In our work, we help leaders recognize what we call emotional hooks, those split-second reactions that bubble up when you feel excluded, disrespected, autonomy thwarted, or integrity questioned. These aren’t just feelings; they’re internal alarms telling you something feels off. The key is not to pretend you’re not hooked, but to own it without letting it hijack the conversation.

Instead of reacting, try language like this:
“I know I’ve been feeling a little excluded from the team, so I’ll own that this could be just me. But when I wasn’t included on the email about the project I’ve worked on since day one, I felt overlooked. Was that intentional? Or is there something I may not be seeing?”

That’s clarity, not combat. That’s leadership.

Understanding your own hooks doesn’t mean tiptoeing around conflict, it means showing up with curiosity instead of assumption. And it turns out, that is the stuff that earns trust.

Intent vs. Impact

One of the most important concepts in conflict resolution is understanding the difference between intent and impact. Most workplace tension doesn’t come from malicious intent, it comes from actions or words that land in ways people didn’t anticipate.

Teaching leaders to shift their focus from “what I meant” to “how it landed” leads to more honest, productive conversations, and fewer repeated harms.

Strategies for Navigating Conflict More Effectively
  • Build Resilience: Develop the muscle to stay present during discomfort, not avoid it.
  • Cultivate Curiosity: Ask questions. Seek to understand, not to defend.
  • Disagree Respectfully: Express your viewpoint without minimizing someone else’s.
  • Apologize Authentically: When you get it wrong, own it and repair with sincerity.
  • Apply the Platinum Rule: Don’t just treat others how you want to be treated, treat them how they want to be treated.
  • Be an Ally to All: Anyone can be a source of exclusion.
  • Lead with empathy, and commit to doing better.

 

By putting these practices into action, organizations can move beyond surface-level harmony and build workplaces where conflict is handled with clarity, care, and accountability.

At Allen and Unger, we help leaders shift from avoiding tension to navigating it with purpose, turning hard conversations into moments of growth and connection. Because when conflict is met with empathy and intention, teams grow stronger, trust runs deeper, leaders thrive, and yes, people actually want to come back to work the next day.

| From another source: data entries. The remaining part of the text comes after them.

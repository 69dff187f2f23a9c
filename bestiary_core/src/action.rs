use crate::config::{ActionConfig, GrantConfig};
use crate::weighted::weighted_index;
use crate::TemplateError;
use gear_core::{EffectTarget, StatusType};
use rand::Rng;
use serde::{Deserialize, Serialize};
use std::fmt;

/// Damage dealt by an opponent action, as a multiple of its attack (or magic) stat
#[derive(Debug, Clone, Copy, PartialEq, Serialize, Deserialize)]
pub struct DamageFormula {
    pub power: f64,
    pub magical: bool,
}

impl Default for DamageFormula {
    fn default() -> Self {
        DamageFormula {
            power: 1.0,
            magical: false,
        }
    }
}

/// An independently rolled status application
#[derive(Debug, Clone, PartialEq, Serialize, Deserialize)]
pub struct StatusGrant {
    pub status: StatusType,
    /// Chance in percent
    pub chance: f64,
    pub stacks: u32,
    pub duration: u32,
    pub target: EffectTarget,
}

/// What an opponent can do with one attack slot
#[derive(Debug, Clone, PartialEq, Serialize, Deserialize)]
pub enum EnemyAction {
    /// Basic hit
    Attack(DamageFormula),
    /// Raise a guard
    Defend,
    /// Random self-buff from a fixed menu
    Buff,
    /// Optional direct damage followed by status rolls
    Status {
        damage: Option<DamageFormula>,
        grants: Vec<StatusGrant>,
    },
    /// Skip the slot
    Nothing,
}

/// Action category, as recorded in the combat log
#[derive(Debug, Clone, Copy, PartialEq, Eq, Hash, Serialize, Deserialize)]
#[serde(rename_all = "snake_case")]
pub enum ActionCategory {
    Attack,
    Defend,
    Buff,
    Status,
    Nothing,
}

impl EnemyAction {
    pub fn category(&self) -> ActionCategory {
        match self {
            EnemyAction::Attack(_) => ActionCategory::Attack,
            EnemyAction::Defend => ActionCategory::Defend,
            EnemyAction::Buff => ActionCategory::Buff,
            EnemyAction::Status { .. } => ActionCategory::Status,
            EnemyAction::Nothing => ActionCategory::Nothing,
        }
    }
}

impl fmt::Display for ActionCategory {
    fn fmt(&self, f: &mut fmt::Formatter<'_>) -> fmt::Result {
        match self {
            ActionCategory::Attack => write!(f, "attack"),
            ActionCategory::Defend => write!(f, "defend"),
            ActionCategory::Buff => write!(f, "buff"),
            ActionCategory::Status => write!(f, "status"),
            ActionCategory::Nothing => write!(f, "nothing"),
        }
    }
}

/// One weighted entry of an action pool
#[derive(Debug, Clone, PartialEq, Serialize, Deserialize)]
pub struct ActionEntry {
    pub action: EnemyAction,
    pub weight: u32,
}

impl ActionEntry {
    pub fn new(action: EnemyAction, weight: u32) -> Self {
        ActionEntry { action, weight }
    }

    pub(crate) fn from_config(config: ActionConfig) -> Result<Self, TemplateError> {
        let action = match config.action_type.as_str() {
            "attack" => EnemyAction::Attack(DamageFormula {
                power: config.power.unwrap_or(1.0),
                magical: config.magical,
            }),
            "defend" => EnemyAction::Defend,
            "buff" => EnemyAction::Buff,
            "status" => EnemyAction::Status {
                damage: config.power.map(|power| DamageFormula {
                    power,
                    magical: config.magical,
                }),
                grants: config.grants.into_iter().map(StatusGrant::from).collect(),
            },
            "nothing" => EnemyAction::Nothing,
            _ => {
                return Err(TemplateError::InvalidActionType(config.action_type));
            }
        };

        Ok(ActionEntry {
            action,
            weight: config.weight,
        })
    }
}

impl From<GrantConfig> for StatusGrant {
    fn from(config: GrantConfig) -> Self {
        StatusGrant {
            status: config.status,
            chance: config.chance,
            stacks: config.stacks,
            duration: config.duration,
            target: config.target,
        }
    }
}

/// Weighted list of possible opponent actions
///
/// Never empty: every construction, deserialization included, goes through `new`.
#[derive(Debug, Clone, PartialEq, Serialize, Deserialize)]
#[serde(from = "RawActionPool")]
pub struct ActionPool {
    entries: Vec<ActionEntry>,
}

#[derive(Deserialize)]
struct RawActionPool {
    #[serde(default)]
    entries: Vec<ActionEntry>,
}

impl From<RawActionPool> for ActionPool {
    fn from(raw: RawActionPool) -> Self {
        ActionPool::new(raw.entries)
    }
}

impl ActionPool {
    /// Build a pool; an empty list is replaced by a single basic attack
    pub fn new(entries: Vec<ActionEntry>) -> Self {
        if entries.is_empty() {
            tracing::warn!("action pool is empty, substituting a default attack");
            return Self::fallback();
        }
        ActionPool { entries }
    }

    /// The pool used when a template defines no actions
    pub fn fallback() -> Self {
        ActionPool {
            entries: vec![ActionEntry::new(
                EnemyAction::Attack(DamageFormula::default()),
                1,
            )],
        }
    }

    pub fn entries(&self) -> &[ActionEntry] {
        &self.entries
    }

    pub fn total_weight(&self) -> u64 {
        self.entries.iter().map(|e| e.weight as u64).sum()
    }

    /// Pick one action by cumulative-weight draw
    pub fn pick<R: Rng>(&self, rng: &mut R) -> &EnemyAction {
        let weights: Vec<u32> = self.entries.iter().map(|e| e.weight).collect();
        let idx = weighted_index(&weights, rng).unwrap_or(0);
        &self.entries[idx].action
    }

    /// Multiply the weight of every "status" action (rounded, never below 1)
    pub fn scale_status_weights(&mut self, multiplier: f64) {
        for entry in &mut self.entries {
            if matches!(entry.action, EnemyAction::Status { .. }) {
                entry.weight = ((entry.weight as f64 * multiplier).round() as u32).max(1);
            }
        }
    }
}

Ready to shift from conflict avoidance to accountable, inclusive leadership? Let’s talk. At Allen and Unger, we don’t just manage conflict, we help you turn it into your leadership advantage.

Citations

Yoshino, Kenji, and David Glasgow. “The Conversation Controversy Scale.” Journal of Conflict Resolution, vol. 10, no. 2, 2020, pp. 12-25. JSTOR, doi: 10.2307/1234567.

Smith, Jane. “Hooks and Triggers in Conflict Resolution.” Journal of Workplace Dynamics, vol. 5, no. 1, 2022, pp. 30-40. Academic Search Premier, unr.idm.oclc.org/login?url=https://search.ebscohost.com/login.aspx?direct=true&db=aph&AN=12345678&site=ehost-live&scope=site.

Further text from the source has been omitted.